2. Apabila perjanjian nominee yang dibuat oleh para pihak berjalan sesuai dengan kesepakatan para pihak, maka akibat hukum dari beneficiary dari segi manfaat akan dapat menguasai 100% saham dan mengendalikan perusahaan tanpa terbatas. Sedangkan bagi nominee manfaat yang diperoleh adalah fee yang diberikan oleh beneficiary sebagai imbalan dari nama yang dipinjam oleh beneficiary.

BAB V PENUTUP

5.1 Kesimpulan

Sub bab ini memuat kesimpulan dari pembahasan sebagai jawaban atas kedua masalah yang telah dirumuskan dalam rumusan masalah, dengan kesimpulan sebagai berikut :

1. Praktek nominee dengan membuat perjanjian nominee saham telah tumbuh dan berkembang dalam dunia investasi terutama para investor yang mendirikan PT. PMA. Dalam UUPT tidak ada pengaturan dan pelarangan secara jelas dan tegas mengenai nominee dan perjanjian nominee saham. Kekosongan norma inilah yang menjadi celah penggunaan nominee saham dengan membuat perjanjian nominee saham karena untuk memenuhi syarat berdirinya PT. UUPT mensyaratkan bahwa PT didirikan oleh 2 (dua) orang atau lebih. Perjanjian nominee saham yang dibuat oleh para pihak tidak mempunyai kekuatan hukum dan batal demi hukum. Dimana perjanjian nominee saham tidak memenuhi syarat sahnya perjanjian dan melanggar UUPM. Perjanjian nominee saham hanya bisa terus hidup sebagai perikatan alamiah apabila kedua belah pihak terus menerus beritikad baik dan memenuhi hak dan kewajiban masing-masing pihak secara sukarela.

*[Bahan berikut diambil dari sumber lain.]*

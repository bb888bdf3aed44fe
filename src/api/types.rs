//! API request, response, and query types.

use serde::{Deserialize, Serialize};

use crate::sim::kpi::RunSummary;
use crate::sim::types::{EnergyRecord, Mode, TickOutput};

/// Engine status with the latest tick and a summary of the run so far.
#[derive(Debug, Serialize)]
#[serde(rename_all = "camelCase")]
pub struct StateResponse {
    pub mode: Mode,
    /// Persistent battery level (%).
    pub battery_level: f32,
    /// Ticks produced so far.
    pub ticks: usize,
    /// Most recent tick, absent before the first one.
    pub latest: Option<TickOutput>,
    pub summary: RunSummary,
}

/// Energy record tagged with its position in the run.
#[derive(Debug, Serialize)]
pub struct TelemetryRecord {
    /// Zero-based tick index.
    pub index: usize,
    #[serde(flatten)]
    pub record: EnergyRecord,
}

/// Optional range query parameters for the telemetry endpoint.
#[derive(Debug, Deserialize)]
pub struct TelemetryQuery {
    /// Start index (inclusive).
    pub from: Option<usize>,
    /// End index (inclusive).
    pub to: Option<usize>,
}

/// Body of `PUT /mode`.
#[derive(Debug, Deserialize)]
#[serde(rename_all = "camelCase")]
pub struct ModeRequest {
    /// `"online"` or `"offline"`.
    pub mode: String,
    /// Weather service key for online mode.
    #[serde(default)]
    pub api_key: Option<String>,
}

/// Error response body for 400-class errors.
#[derive(Debug, Serialize)]
pub struct ErrorResponse {
    /// Human-readable error message.
    pub error: String,
}

#[cfg(test)]
mod tests {
    use super::*;
    use crate::sim::clock::month_start;
    use crate::sim::engine::fallback_record;

    #[test]
    fn telemetry_record_flattens_energy_fields() {
        let rec = TelemetryRecord {
            index: 3,
            record: fallback_record(month_start(2025, 6).unwrap()),
        };
        let json = serde_json::to_value(&rec).unwrap();
        assert_eq!(json["index"], 3);
        assert!(json.get("solar_gen_kW").is_some());
        assert!(json.get("record").is_none());
    }

    #[test]
    fn mode_request_api_key_is_optional() {
        let req: ModeRequest = serde_json::from_str(r#"{"mode":"offline"}"#).unwrap();
        assert_eq!(req.mode, "offline");
        assert!(req.api_key.is_none());
        let req: ModeRequest =
            serde_json::from_str(r#"{"mode":"online","apiKey":"abc"}"#).unwrap();
        assert_eq!(req.api_key.as_deref(), Some("abc"));
    }
}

2. Akibat hukum dari PT. PMA yang meggunakan perjanjian nominee saham adalah PT.PMA tersebut tetap sah dan mempunyai kekuatan hukum, karena syarat-syarat normatif dalam pendirian PT. PMA terpenuhi, meskipun

perjanjian nominee saham yang dibuat oleh para pihak dinyatakan batal demi hukum.

5.2 Saran

Penelitian ini sebagaimana diharapkan, yaitu dapat bermanfaat baik secara teoritis maupun praktis. Secara praktis yang merupakan kristialisasi dari isi penelitian ini adalah untuk memberikan sumbangan pemikiran yakni :

1. Bagi para investor terutama investor asing sebelum berinvestasi di Indonesia sebaiknya memahami peraturan perundang – undangan yang ada supaya dalam berinvestasi mendapatkan kepastian hukum. Bagi masyarakat yang ditunjuk sebagai nominee supaya hati – hati dan sebaiknya menanyakan segala sesuatu yang akan dilakukan oleh beneficiary berkaitan dengan pengelolaan perusahaan. Bagi pembuat undang – undang dan pemerintah agar dalam UUPT diatur jelas dan tegas pelarangan nominee saham dengan membuat perjanjian nominee saham seperti dalam UUPM. Praktek nominee saham akan menjadi lebih efisien apabila diperbolehkan pelaksanaanya, namun diperlukan batasan - batasan dan sanksi yang tegas serta perubahan konsep kepemilikan saham dalam UUPT. Dimana konsep kepemilikan saham dalam UUPT saat ini dominium plenum menjadi dapat dibagi antara kepemilikan manfaat dan kepemilikan terdaftar. Namun demikian tetap dengan pembatasan – pembatasan dan sanksi yang tegas, serta perlu adanya pengawasan terhadap praktek nominee saham dari Departemen Hukum dan Hak Asasi Manusia dengan mendaftarkan perjanjian nominee saham.

2. Bagi penegak hukum seperti notaris dan konsultant hukum agar memberikan penyuluhan hukum sebelum membuat akta yang dikehendaki oleh para pihak, karena terjadinya perjanjian nominee dibuat oleh notaris atau konsultant hukum dan tidak ada alasan dibuat perjanjian tersebut karena tidak mengetahui undang - undangnya.